Contratos: justiça comutativa e os limites ao contratar

A ordem jurídica estabelece uma relação social harmoniosa e de convivência pacífica entre os homens, todos regulados e sujeitos a uma mesma lei, a qual não prescinde de finalidades e valores morais. Por essa razão, há semanas, temos buscado evidenciar a presença de alguns princípios da Doutrina Social da Igreja (DSI) nessa nossa ordem jurídica e social. A Doutrina Social da Igreja traz princípios de uma lei moral universal que permeiam nossa consciência comum (DSI, 436) e, tantas vezes, logramos expressar em nossa ordem jurídica vigente – muito embora haja, cada vez mais, uma tendência a desvirtuamentos e descolamentos entre a ordem jurídica e a ordem moral.

Mencionamos em colunas passadas nosso foco constitucional para a erradicação da pobreza, uso consciente e solidário dos bens comuns e destinação adequada da propriedade privada. Todos esses elementos estão pautados por aspectos de justiça distributiva e social.

Além da propriedade, outro elemento importante a permear a vida cotidiana e a convivência humana é o contrato, por meio do qual se estabelecem vínculos e observâncias de compromissos assumidos segundo critérios de justiça.

A atividade econômica, em seu dinamismo, depende do respeito aos direitos de propriedade e de liberdade de contratar; nesses direitos, encontram-se fortes elementos de pacificação social e boa convivência humana.

Propriedade e contrato estão na base da livre iniciativa e do livre mercado, princípios tão caros ao sistema econômico por meio do qual vivemos.

No Direito e na vida, ouve-se sempre dizer que os contratos devem ser rigorosamente cumpridos, e isso se expressa segundo o famoso princípio latino do pacta sunt servanda; sem prejuízo de esse princípio ou máxima jurídica nunca poder ser considerado absoluto.

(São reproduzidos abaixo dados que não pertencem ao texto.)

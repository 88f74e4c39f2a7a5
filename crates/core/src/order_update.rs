//! The order update workflow.
//!
//! An update replaces an order's line items wholesale, patches its
//! `order_info` row and recomputes `orders.active_order`. All of it happens
//! inside one transaction obtained from an injected [`OrderStore`]; any
//! failure rolls the whole thing back.

use async_trait::async_trait;
use serde::Deserialize;

use crate::error::OrderUpdateError;
use crate::order::{derive_order_status, Completion, OrderStatus, ServiceLine};
use crate::types::DbId;

/// Request body of an order update.
///
/// Every field is optional. `None` for `additional_request` means "keep the
/// stored value"; an explicit empty string is a real value and is stored.
#[derive(Debug, Clone, Default, Deserialize)]
pub struct OrderUpdate {
    pub services: Option<Vec<ServiceLine>>,
    #[serde(rename = "totalPrice", alias = "order_total_price")]
    pub total_price: Option<i64>,
    pub additional_request: Option<String>,
    pub additional_requests_completed: Option<Completion>,
    pub received: Option<i16>,
}

impl OrderUpdate {
    /// Supplied line items, or an empty slice when none were sent.
    pub fn service_lines(&self) -> &[ServiceLine] {
        self.services.as_deref().unwrap_or(&[])
    }

    /// Additional-request completion flag, defaulting to done.
    pub fn additional_requests_completed(&self) -> Completion {
        self.additional_requests_completed.unwrap_or(Completion::Done)
    }
}

/// Values written to `order_info` by an update.
#[derive(Debug, Clone, PartialEq, Eq)]
pub struct OrderInfoPatch {
    /// Overwrites the stored total.
    pub total_price: i64,
    /// Coalesced: `None` keeps the stored value.
    pub additional_request: Option<String>,
    pub additional_requests_completed: Completion,
}

impl OrderInfoPatch {
    pub fn from_update(update: &OrderUpdate) -> Self {
        Self {
            total_price: update.total_price.unwrap_or(0),
            additional_request: update.additional_request.clone(),
            additional_requests_completed: update.additional_requests_completed(),
        }
    }
}

/// Source of transactions for the workflow.
#[async_trait]
pub trait OrderStore: Send + Sync {
    type Tx: OrderTransaction;

    /// Acquire a connection and open a transaction on it.
    async fn begin(&self) -> Result<Self::Tx, OrderUpdateError>;
}

/// The statements the workflow issues inside one open transaction.
///
/// Dropping a transaction without calling [`commit`](Self::commit) must
/// discard its writes and release the connection.
#[async_trait]
pub trait OrderTransaction: Send + Sized {
    async fn order_exists(&mut self, order_id: DbId) -> Result<bool, OrderUpdateError>;

    /// Delete every line item of the order, returning how many were removed.
    async fn delete_order_services(&mut self, order_id: DbId) -> Result<u64, OrderUpdateError>;

    /// Catalog lookup for a single service id.
    async fn service_exists(&mut self, service_id: DbId) -> Result<bool, OrderUpdateError>;

    /// Insert all `lines` for the order in one statement.
    async fn insert_order_services(
        &mut self,
        order_id: DbId,
        lines: &[ServiceLine],
    ) -> Result<(), OrderUpdateError>;

    async fn update_order_info(
        &mut self,
        order_id: DbId,
        patch: &OrderInfoPatch,
    ) -> Result<(), OrderUpdateError>;

    async fn set_active_order(
        &mut self,
        order_id: DbId,
        status: OrderStatus,
    ) -> Result<(), OrderUpdateError>;

    async fn commit(self) -> Result<(), OrderUpdateError>;

    async fn rollback(self) -> Result<(), OrderUpdateError>;
}

/// Apply `update` to order `order_id` atomically and return the new status.
///
/// On any error the transaction is rolled back before returning; no retry
/// is attempted.
pub async fn update_order<S: OrderStore>(
    store: &S,
    order_id: DbId,
    update: &OrderUpdate,
) -> Result<OrderStatus, OrderUpdateError> {
    let mut tx = store.begin().await?;

    match apply_update(&mut tx, order_id, update).await {
        Ok(status) => {
            tx.commit().await?;
            tracing::info!(order_id, status = ?status, "Order updated");
            Ok(status)
        }
        Err(err) => {
            tracing::warn!(order_id, error = %err, "Order update failed, rolling back");
            if let Err(rollback_err) = tx.rollback().await {
                tracing::error!(order_id, error = %rollback_err, "Rollback failed");
            }
            Err(err)
        }
    }
}

async fn apply_update<T: OrderTransaction>(
    tx: &mut T,
    order_id: DbId,
    update: &OrderUpdate,
) -> Result<OrderStatus, OrderUpdateError> {
    if !tx.order_exists(order_id).await? {
        return Err(OrderUpdateError::OrderNotFound(order_id));
    }

    let removed = tx.delete_order_services(order_id).await?;
    tracing::debug!(order_id, removed, "Cleared existing order services");

    let lines = update.service_lines();
    if !lines.is_empty() {
        // Every id is checked before anything is inserted.
        for line in lines {
            if !tx.service_exists(line.service_id).await? {
                return Err(OrderUpdateError::UnknownService(line.service_id));
            }
        }
        tx.insert_order_services(order_id, lines).await?;
    }

    let patch = OrderInfoPatch::from_update(update);
    tx.update_order_info(order_id, &patch).await?;

    let status = derive_order_status(
        lines,
        update.additional_request.as_deref(),
        patch.additional_requests_completed,
        update.received,
    );
    tx.set_active_order(order_id, status).await?;

    Ok(status)
}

Os contratos devem ser cumpridos na medida do justo e do moralmente aceitável.

Não fogem os contratos, portanto, como meios de pacificação social, da observância do moralmente justo, pois critérios de justiça natural permanecem acima de qualquer liberdade de contratar ou do mercado.

A âncora do contrato à finalidade moral que impõe limites aos abusos e à idolatria do mercado (DSI, 349).

Os contratos sujeitos à justiça comutativa levam à salva- guarda de direitos e obrigações livremente pactuadas entre as partes, prevalentemente equitativas. Claro que essa justiça comutativa diz respeito, muitas vezes, a relações bilaterais nas quais as partes não assumem propositadamente riscos do incerto e do aleatório.

Ademais, o aspecto comutativo e equitativo dos contratos se encontra intrinsecamente vinculado aos aspectos distributivos ou sociais e em nada conflita com prevalência de um princípio de solidariedade nas relações contratuais.

Nessa justiça comutativa dos contratos, é fundamental o equilíbrio entre vantagens e sacrifícios na precificação do contrato, na medida do esforço comum das partes no cumprimento de suas obrigações e na determinação da vontade expressa pelas partes ao se vincular ao contrato. Esse equilíbrio permeia toda a vida contratual, ainda mais se o contrato perdurar ao longo do tempo. Por essa razão, muitas vezes, ouve-se falar, em situações de crise, sobre a necessária revisão dos contratos, seja pelas partes, seja judicialmente. Não se justifica, muitas vezes, a imposição do cumprimento do contrato quando, para uma parte, torna-se excessivamente oneroso, com contraposta e desmedida vantagem a uma parte em detrimento da outra (Constituição federal, CF, art. 478). Essa é a regra para a maioria dos contratos, e essa é regra de justiça contratual, de medida de solidariedade e de limitação não só jurídica, mas também moral à liberdade de contratar.